If historian Huntington’s thesis in The Clash of Civilizations and the Remaking of World Order that the great crisis between civilizations is to be cultural rather than ideological, then he is also likely correct in agreeing with "a prominent Indian Muslim… that the West’s ‘next confrontation is definitely going to come from the Muslim world.
It is in the sweep of the Islamic nations from the Maghreb to Pakistan that the struggle for a new world order will begin’."
1 Religion (secular materialism included), in other words, will return to the forefront of the manner in which civilizations are defined.
Faith, family, clan, tribe and nation: multinational civilizations’ components.
There never has been, isn’t and likely will never be a "global" civilization. The Church had a civilizational authority that transcended kingdoms, principalities, duchies and so on, but with the rupture of the Reformation, nations arose and the identification with the Church as the ultimate civilizational arbiter declined.

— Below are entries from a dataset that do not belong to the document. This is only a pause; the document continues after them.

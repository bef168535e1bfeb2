//! Error types for the chat flows.

use scholar_core::ScholarError;

/// Errors from the chat engine.
#[derive(Debug, thiserror::Error)]
pub enum ChatError {
    #[error("message cannot be empty")]
    EmptyMessage,
    #[error("message exceeds maximum length of {0} characters")]
    MessageTooLong(usize),
    #[error("a response is still being written")]
    TurnInFlight,
    #[error("invalid {label} format: {cause}")]
    InvalidFormat {
        label: &'static str,
        raw: String,
        cause: String,
    },
    #[error(transparent)]
    Core(#[from] ScholarError),
}

impl ChatError {
    /// Text a panel shows in place of a result.
    pub fn user_message(&self) -> String {
        match self {
            ChatError::EmptyMessage => "Please enter a message first.".to_string(),
            ChatError::MessageTooLong(max) => {
                format!("Your message is too long (limit {} characters).", max)
            }
            ChatError::TurnInFlight => "Please wait for the current answer to finish.".to_string(),
            ChatError::InvalidFormat { label, .. } => {
                format!("The AI returned an invalid {} format. Please try again.", label)
            }
            ChatError::Core(ScholarError::Configuration(_)) => {
                "The AI service is not configured. Set an API key and try again.".to_string()
            }
            ChatError::Core(ScholarError::Remote(msg)) => {
                format!("The AI request failed: {}", msg)
            }
            ChatError::Core(ScholarError::Input(msg)) => msg.clone(),
            ChatError::Core(other) => other.to_string(),
        }
    }

    /// Whether the same request could succeed if the user tries again.
    pub fn is_retryable(&self) -> bool {
        match self {
            ChatError::InvalidFormat { .. } => true,
            ChatError::Core(e) => e.is_retryable(),
            _ => false,
        }
    }
}

#[cfg(test)]
mod tests {
    use super::*;

    #[test]
    fn test_chat_error_display() {
        assert_eq!(ChatError::EmptyMessage.to_string(), "message cannot be empty");
        assert_eq!(
            ChatError::MessageTooLong(8000).to_string(),
            "message exceeds maximum length of 8000 characters"
        );
        assert_eq!(
            ChatError::TurnInFlight.to_string(),
            "a response is still being written"
        );
    }

    #[test]
    fn test_invalid_format_user_message() {
        let err = ChatError::InvalidFormat {
            label: "quiz",
            raw: "not json".into(),
            cause: "expected value at line 1 column 1".into(),
        };
        assert_eq!(
            err.user_message(),
            "The AI returned an invalid quiz format. Please try again."
        );
        assert!(err.is_retryable());
        // Raw text never leaks into the displayed message.
        assert!(!err.user_message().contains("not json"));
    }

    #[test]
    fn test_core_error_is_transparent() {
        let err: ChatError = ScholarError::Remote("HTTP 503".into()).into();
        assert_eq!(err.to_string(), "Remote error: HTTP 503");
        assert!(err.user_message().contains("HTTP 503"));
        assert!(err.is_retryable());
    }

    #[test]
    fn test_configuration_is_not_retryable() {
        let err: ChatError = ScholarError::Configuration("missing key".into()).into();
        assert!(!err.is_retryable());
        assert!(err.user_message().contains("not configured"));
    }

    #[test]
    fn test_errors_implement_debug() {
        let dbg = format!("{:?}", ChatError::TurnInFlight);
        assert!(dbg.contains("TurnInFlight"));
    }
}
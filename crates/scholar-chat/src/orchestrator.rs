//! Chat orchestrator: central coordinator wiring gateway, history, and speech.
//!
//! One orchestrator serves one panel. The panel owns its history and passes
//! it in for every turn; the orchestrator keeps no chat state of its own.

use std::sync::Arc;

use tokio::sync::watch;

use scholar_core::config::ChatConfig;
use scholar_core::{prompt_is_empty, ConversationHistory, MediaAttachment, PromptPart, ScholarError};
use scholar_gateway::{GenerateOptions, GeneratedImage, ImageRequest, ModelGateway};
use scholar_speech::SpeechController;

use crate::error::ChatError;
use crate::history::SessionBuilder;
use crate::stream::{LiveTurn, StreamingConsumer};
use crate::structured::{StructuredShape, StructuredValidator};

/// One user message for a chat panel.
#[derive(Debug, Clone, Default)]
pub struct SendRequest {
    pub text: String,
    pub notes: Option<String>,
    pub attachment: Option<MediaAttachment>,
}

impl SendRequest {
    pub fn new(text: impl Into<String>) -> Self {
        Self {
            text: text.into(),
            ..Self::default()
        }
    }

    pub fn with_notes(mut self, notes: impl Into<String>) -> Self {
        self.notes = Some(notes.into());
        self
    }

    pub fn with_attachment(mut self, attachment: MediaAttachment) -> Self {
        self.attachment = Some(attachment);
        self
    }
}

pub struct ChatOrchestrator {
    gateway: Arc<dyn ModelGateway>,
    speech: Option<Arc<SpeechController>>,
    sessions: SessionBuilder,
    consumer: StreamingConsumer,
    config: ChatConfig,
    max_images: u8,
}

impl std::fmt::Debug for ChatOrchestrator {
    fn fmt(&self, f: &mut std::fmt::Formatter<'_>) -> std::fmt::Result {
        f.debug_struct("ChatOrchestrator")
            .field("speech", &self.speech.is_some())
            .field("max_message_length", &self.config.max_message_length)
            .field("max_images", &self.max_images)
            .finish()
    }
}

impl ChatOrchestrator {
    pub fn new(gateway: Arc<dyn ModelGateway>, config: ChatConfig, max_images: u8) -> Self {
        Self {
            gateway,
            speech: None,
            sessions: SessionBuilder::new(config.system_instruction.clone()),
            consumer: StreamingConsumer::new(),
            config,
            max_images,
        }
    }

    /// Attach the panel's speech controller so requests silence it first.
    pub fn with_speech(mut self, speech: Arc<SpeechController>) -> Self {
        self.speech = Some(speech);
        self
    }

    pub fn speech(&self) -> Option<&Arc<SpeechController>> {
        self.speech.as_ref()
    }

    /// Watch the assistant turn while it streams.
    pub fn subscribe(&self) -> watch::Receiver<Option<LiveTurn>> {
        self.consumer.subscribe()
    }

    /// Send one chat message and stream the reply into `history`.
    ///
    /// Returns the full reply text. On a stream failure the reply turn still
    /// ends up finalized with an error marker.
    pub async fn send_message(
        &self,
        history: &mut ConversationHistory,
        request: SendRequest,
    ) -> Result<String, ChatError> {
        let text = request.text.trim();
        if text.is_empty() {
            return Err(ChatError::EmptyMessage);
        }
        if text.chars().count() > self.config.max_message_length {
            return Err(ChatError::MessageTooLong(self.config.max_message_length));
        }
        if history.is_in_progress() {
            return Err(ChatError::TurnInFlight);
        }

        self.prepare_for_request();

        // Built before the new user turn lands: prior context must not repeat it.
        let input = self.sessions.build(
            history,
            text,
            request.notes.as_deref(),
            request.attachment.as_ref(),
        );

        history.push_user(text, request.attachment.as_ref().map(|a| a.descriptor()))?;
        let turn_id = history.open_response()?;

        tracing::info!(
            turn_id = %turn_id,
            prior_turns = input.prior.len(),
            "Sending chat message"
        );

        let stream = match self
            .open_stream(&input.system_instruction, input.prior, &input.message)
            .await
        {
            Ok(stream) => stream,
            Err(e) => {
                tracing::warn!(turn_id = %turn_id, error = %e, "Failed to open response stream");
                self.consumer.fail_open_turn(history, &e);
                return Err(e.into());
            }
        };

        self.consumer.consume(history, stream).await
    }

    async fn open_stream(
        &self,
        system_instruction: &str,
        prior: Vec<scholar_core::ModelTurn>,
        message: &[PromptPart],
    ) -> scholar_core::Result<scholar_gateway::FragmentStream> {
        let session = self.gateway.create_session(system_instruction, prior)?;
        self.gateway.send_streamed(&session, message).await
    }

    /// Ask for a schema-constrained answer and validate it as `T`.
    pub async fn request_structured<T: StructuredShape>(
        &self,
        parts: &[PromptPart],
    ) -> Result<T, ChatError> {
        ensure_prompt(parts)?;
        self.prepare_for_request();

        tracing::info!(shape = T::LABEL, "Requesting structured response");
        let raw = self.gateway.generate_structured(parts, &T::schema()).await?;
        StructuredValidator::validate::<T>(&raw).into_result()
    }

    /// Single-shot text answer for panels without history.
    pub async fn ask(&self, parts: &[PromptPart]) -> Result<String, ChatError> {
        ensure_prompt(parts)?;
        self.prepare_for_request();

        let options =
            GenerateOptions::with_system_instruction(self.config.system_instruction.clone());
        let text = self.gateway.generate(parts, &options).await?;
        tracing::debug!(len = text.len(), "Single-shot answer received");
        Ok(text)
    }

    /// Generate `count` images for `prompt`. Counts outside the configured
    /// range are rejected before any network work.
    pub async fn generate_images(
        &self,
        prompt: &str,
        count: u32,
    ) -> Result<Vec<GeneratedImage>, ChatError> {
        let request = ImageRequest::new(prompt, count, self.max_images)?;
        self.prepare_for_request();

        let images = self.gateway.generate_images(&request).await?;
        tracing::info!(requested = count, received = images.len(), "Images generated");
        Ok(images)
    }

    /// Stop speech for a closing panel.
    pub fn dismiss(&self) {
        if let Some(speech) = &self.speech {
            speech.dismiss();
        }
    }

    fn prepare_for_request(&self) {
        if let Some(speech) = &self.speech {
            speech.prepare_for_request();
        }
    }
}

impl Drop for ChatOrchestrator {
    fn drop(&mut self) {
        self.dismiss();
    }
}

fn ensure_prompt(parts: &[PromptPart]) -> Result<(), ChatError> {
    if prompt_is_empty(parts) {
        return Err(ScholarError::Input("prompt cannot be empty".to_string()).into());
    }
    Ok(())
}

// =============================================================================
// Tests
// =============================================================================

Should the West continue its decline, the pendulum of history will begin its arc of return and religion will take on a renewed importance as the embattled West’s inhabitants discover the standard upon which they can rally round.
Beneath the skeptical surface of many a scoffer lies a deep, if untapped, reservoir of yearning for the transcendent: for God, once the scales have fallen from one’s eyes. Civilizational Seismic civilizational disturbances will see this yearning begin to break through surface cynicism. Eventually, the dike of secular materialism may break and religion flood the cities of the plain.
But which religion?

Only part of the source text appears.